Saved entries
○ ○ ○

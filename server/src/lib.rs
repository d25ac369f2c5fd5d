use axum::{
    extract::{Path, Query, State},
    http::StatusCode,
    routing::get,
    Json, Router,
};
use pulse_core::{RecordStore, SentimentCounts, SharedTrends, SinkError, StoredRecord, TopTerm, WindowStats};
use serde::{Deserialize, Serialize};
use std::sync::Arc;
use tower_http::cors::{AllowOrigin, Any, CorsLayer};
use tower_http::trace::TraceLayer;

const MAX_K: usize = 100;

#[derive(Deserialize)]
pub struct TrendingParams {
    pub k: Option<usize>,
}

#[derive(Serialize)]
pub struct TrendingResponse {
    pub k: usize,
    pub window: WindowStats,
    pub terms: Vec<TopTerm>,
}

#[derive(Serialize)]
pub struct SentimentResponse {
    pub total: u64,
    #[serde(flatten)]
    pub counts: SentimentCounts,
}

/// Read-only views over a running (or finished) pipeline.
#[derive(Clone)]
pub struct AppState {
    pub trends: SharedTrends,
    pub store: Arc<dyn RecordStore>,
    pub default_k: usize,
}

type ApiError = (StatusCode, Json<serde_json::Value>);

fn api_error(status: StatusCode, message: impl Into<String>) -> ApiError {
    (status, Json(serde_json::json!({ "error": message.into() })))
}

fn store_error(err: SinkError) -> ApiError {
    tracing::warn!(error = %err, "store query failed");
    api_error(StatusCode::SERVICE_UNAVAILABLE, err.to_string())
}

pub fn build_app(state: AppState) -> Router {
    // CORS: read CORS_ALLOW_ORIGIN (comma-separated) or allow Any by default
    let cors = match std::env::var("CORS_ALLOW_ORIGIN") {
        Ok(val) => {
            let origins: Vec<_> = val.split(',').filter_map(|s| s.trim().parse().ok()).collect();
            if origins.is_empty() {
                CorsLayer::new().allow_origin(Any).allow_methods(Any).allow_headers(Any)
            } else {
                CorsLayer::new().allow_origin(AllowOrigin::list(origins)).allow_methods(Any).allow_headers(Any)
            }
        }
        Err(_) => CorsLayer::new().allow_origin(Any).allow_methods(Any).allow_headers(Any),
    };

    Router::new()
        .route("/health", get(|| async { "ok" }))
        .route("/trending", get(trending_handler))
        .route("/records/:id", get(record_handler))
        .route("/sentiment", get(sentiment_handler))
        .with_state(state)
        .layer(cors)
        .layer(TraceLayer::new_for_http())
}

pub async fn trending_handler(State(state): State<AppState>, Query(params): Query<TrendingParams>) -> Json<TrendingResponse> {
    let k = params.k.unwrap_or(state.default_k).clamp(1, MAX_K);
    let terms = state.trends.top_terms(k);
    Json(TrendingResponse { k, window: state.trends.stats(), terms })
}

/// Store reads may scan the whole tree; keep them off the async workers.
async fn query_store<T, F>(state: &AppState, query: F) -> Result<T, ApiError>
where
    T: Send + 'static,
    F: FnOnce(&dyn RecordStore) -> Result<T, SinkError> + Send + 'static,
{
    let store = state.store.clone();
    match tokio::task::spawn_blocking(move || query(store.as_ref())).await {
        Ok(result) => result.map_err(store_error),
        Err(join) => Err(api_error(StatusCode::INTERNAL_SERVER_ERROR, join.to_string())),
    }
}

pub async fn record_handler(State(state): State<AppState>, Path(id): Path<String>) -> Result<Json<StoredRecord>, ApiError> {
    let key = id.clone();
    match query_store(&state, move |store| store.get(&key)).await? {
        Some(row) => Ok(Json(row)),
        None => Err(api_error(StatusCode::NOT_FOUND, format!("record {id} not found"))),
    }
}

pub async fn sentiment_handler(State(state): State<AppState>) -> Result<Json<SentimentResponse>, ApiError> {
    let counts = query_store(&state, |store| store.sentiment_counts()).await?;
    Ok(Json(SentimentResponse { total: counts.total(), counts }))
}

○ ○ ○

- _Assigned task_
List all lines above in which the string "total" appears.

- _The answer_
    pub total: u64,
    Ok(Json(SentimentResponse { total: counts.total(), counts }))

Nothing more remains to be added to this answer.